GIVEN RECORDS START

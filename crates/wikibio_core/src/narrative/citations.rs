//! Citation registry and sources-section rendering.
//!
//! # Responsibility
//! - Assign hierarchical citation labels (`<source ordinal><alpha>`).
//! - Keep the per-generation ledger of cited sources and citations.
//! - Render the sources section from that ledger.
//!
//! # Invariants
//! - Source ordinals are 1-based and follow first-encounter order.
//! - Re-registering a citation returns its original label.
//! - Alpha suffixes are bijective base-26: a..z, aa, ab, .., az, ba, ..
//! - One registry lives for exactly one biography generation.

use super::error::BioResult;
use super::markup::{note_paragraph, PRIVATE_PLACEHOLDER};
use crate::model::citation::Source;
use crate::model::date::DateDisplayer;
use crate::model::handle::Handle;
use crate::repo::tree_db::TreeDatabase;
use log::debug;
use std::collections::HashMap;
use std::fmt::{Display, Formatter};

/// Footnote label of one citation.
#[derive(Debug, Clone, Copy, PartialEq, Eq)]
pub struct CitationLabel {
    /// 1-based source ordinal.
    pub source_ordinal: usize,
    /// 0-based position of the citation under its source.
    pub citation_index: usize,
}

impl CitationLabel {
    /// Superscript footnote marker, e.g. `<sup>[2b]</sup>`.
    pub fn marker(&self) -> String {
        format!("<sup>[{self}]</sup>")
    }
}

impl Display for CitationLabel {
    fn fmt(&self, f: &mut Formatter<'_>) -> std::fmt::Result {
        write!(
            f,
            "{}{}",
            self.source_ordinal,
            alpha_suffix(self.citation_index)
        )
    }
}

/// Bijective base-26 lower-alpha numbering of a 0-based index.
pub fn alpha_suffix(index: usize) -> String {
    let mut remaining = index + 1;
    let mut letters = Vec::new();
    while remaining > 0 {
        remaining -= 1;
        letters.push(char::from(b'a' + (remaining % 26) as u8));
        remaining /= 26;
    }
    letters.iter().rev().collect()
}

/// Ledger entry for one cited source.
#[derive(Debug, Clone)]
pub struct SourceEntry {
    pub ordinal: usize,
    pub source: Source,
    /// Distinct citation handles, in first-registration order.
    pub citations: Vec<Handle>,
}

#[derive(Debug, Default)]
pub struct CitationRegistry {
    entries: Vec<SourceEntry>,
    by_source: HashMap<Handle, usize>,
}

impl CitationRegistry {
    pub fn new() -> Self {
        Self::default()
    }

    /// Registers `citation` under `source` and returns its label.
    pub fn register(&mut self, citation: &Handle, source: &Source) -> CitationLabel {
        let slot = match self.by_source.get(&source.handle) {
            Some(slot) => *slot,
            None => {
                let slot = self.entries.len();
                self.entries.push(SourceEntry {
                    ordinal: slot + 1,
                    source: source.clone(),
                    citations: Vec::new(),
                });
                self.by_source.insert(source.handle.clone(), slot);
                slot
            }
        };

        let entry = &mut self.entries[slot];
        let citation_index = match entry.citations.iter().position(|known| known == citation) {
            Some(index) => index,
            None => {
                entry.citations.push(citation.clone());
                entry.citations.len() - 1
            }
        };

        CitationLabel {
            source_ordinal: entry.ordinal,
            citation_index,
        }
    }

    /// Resolves and registers every citation, returning the footnote markers.
    ///
    /// Returns `""` when nothing was cited, otherwise one leading space and
    /// the concatenated markers. Missing citations or sources are skipped.
    pub fn cite<D: TreeDatabase + ?Sized>(
        &mut self,
        db: &D,
        citations: &[Handle],
    ) -> BioResult<String> {
        let mut markers = String::new();
        for handle in citations {
            let Some(citation) = db.citation(handle)? else {
                debug!("event=missing_reference module=citations class=citation handle={handle}");
                continue;
            };
            let Some(source) = db.source(&citation.source)? else {
                debug!(
                    "event=missing_reference module=citations class=source handle={}",
                    citation.source
                );
                continue;
            };
            markers.push_str(&self.register(handle, &source).marker());
        }

        if markers.is_empty() {
            return Ok(markers);
        }
        Ok(format!(" {markers}"))
    }

    /// Ledger entries in source ordinal order.
    pub fn entries(&self) -> &[SourceEntry] {
        &self.entries
    }

    pub fn source_count(&self) -> usize {
        self.entries.len()
    }

    pub fn citation_count(&self) -> usize {
        self.entries.iter().map(|entry| entry.citations.len()).sum()
    }

    /// Renders the sources section body from the ledger.
    ///
    /// Citation notes are listed only when `include_notes` is set.
    pub fn render_sources<D: TreeDatabase + ?Sized>(
        &self,
        db: &D,
        dates: &dyn DateDisplayer,
        include_notes: bool,
    ) -> BioResult<String> {
        let mut res = String::from("<ol style=\"list-style-type:decimal\">\n");
        for entry in &self.entries {
            res.push_str(&format!("<li>{}\n", entry.source.title));
            res.push_str("<ol style=\"list-style-type:lower-alpha\">\n");

            for handle in &entry.citations {
                let Some(citation) = db.citation(handle)? else {
                    continue;
                };

                res.push_str("<li>");
                if let Some(date) = dates.display(&citation.date) {
                    res.push_str(&format!("<b>Date:</b> {date}<br/>\n"));
                }
                if !citation.page.is_empty() {
                    res.push_str(&format!("<b>Page:</b> {}<br/>\n", citation.page));
                }
                if !citation.media.is_empty() {
                    res.push_str("<b>Media:</b><ul>\n");
                    for media_handle in &citation.media {
                        let Some(media) = db.media(media_handle)? else {
                            continue;
                        };
                        res.push_str(&format!(
                            "<li><b>Description:</b> {}<br/>\n",
                            media.description
                        ));
                        res.push_str(&format!("<b>Path:</b> {}</li>\n", media.path));
                    }
                    res.push_str("</ul>\n");
                }
                if include_notes && !citation.notes.is_empty() {
                    res.push_str("<b>Notes:</b><ul>\n");
                    for note_handle in &citation.notes {
                        let Some(note) = db.note(note_handle)? else {
                            continue;
                        };
                        res.push_str(&format!("<li>{}<br/>\n", note.note_type.label()));
                        if note.private {
                            res.push_str(PRIVATE_PLACEHOLDER);
                            res.push('\n');
                        } else {
                            res.push_str(&note_paragraph(&note.text));
                        }
                        res.push_str("</li>\n");
                    }
                    res.push_str("</ul>\n");
                }
                res.push_str("</li>\n");
            }
            res.push_str("</ol></li><br/>\n");
        }
        res.push_str("</ol>\n");
        Ok(res)
    }
}

#[cfg(test)]
mod tests {
    use super::{alpha_suffix, CitationRegistry};
    use crate::model::citation::Source;
    use crate::model::handle::Handle;

    fn source(handle: &str, title: &str) -> Source {
        Source::new(Handle::from(handle), title)
    }

    #[test]
    fn alpha_suffix_is_bijective_base_26() {
        let expected = ["a", "b", "z", "aa", "ab", "az", "ba", "zz", "aaa"];
        let indexes = [0, 1, 25, 26, 27, 51, 52, 701, 702];
        for (index, want) in indexes.iter().zip(expected) {
            assert_eq!(alpha_suffix(*index), want, "index {index}");
        }
    }

    #[test]
    fn first_28_citations_under_one_source() {
        let mut registry = CitationRegistry::new();
        let src = source("s1", "Parish register");
        let labels: Vec<String> = (0..28)
            .map(|i| {
                registry
                    .register(&Handle::new(format!("c{i}")), &src)
                    .to_string()
            })
            .collect();
        assert_eq!(labels[0], "1a");
        assert_eq!(labels[25], "1z");
        assert_eq!(labels[26], "1aa");
        assert_eq!(labels[27], "1ab");
    }

    #[test]
    fn reregistering_returns_the_same_label() {
        let mut registry = CitationRegistry::new();
        let src = source("s1", "Census");
        let first = registry.register(&Handle::from("c1"), &src);
        registry.register(&Handle::from("c2"), &src);
        let again = registry.register(&Handle::from("c1"), &src);
        assert_eq!(first, again);
        assert_eq!(again.marker(), "<sup>[1a]</sup>");
        assert_eq!(registry.citation_count(), 2);
    }

    #[test]
    fn source_ordinals_follow_first_encounter_not_title() {
        let mut registry = CitationRegistry::new();
        let zeta = source("s-z", "Zeta records");
        let alpha = source("s-a", "Alpha records");
        assert_eq!(registry.register(&Handle::from("c1"), &zeta).to_string(), "1a");
        assert_eq!(registry.register(&Handle::from("c2"), &alpha).to_string(), "2a");
        assert_eq!(registry.register(&Handle::from("c3"), &zeta).to_string(), "1b");
        assert_eq!(registry.entries()[0].source.title, "Zeta records");
        assert_eq!(registry.source_count(), 2);
    }
}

GIVEN RECORDS END

→ **WORK TO COMPLETE**: In the entries above, identify each line that includes the string "again", then copy it.

→ **EXERCISE OUTPUT**:
        let again = registry.register(&Handle::from("c1"), &src);
        assert_eq!(first, again);
        assert_eq!(again.marker(), "<sup>[1a]</sup>");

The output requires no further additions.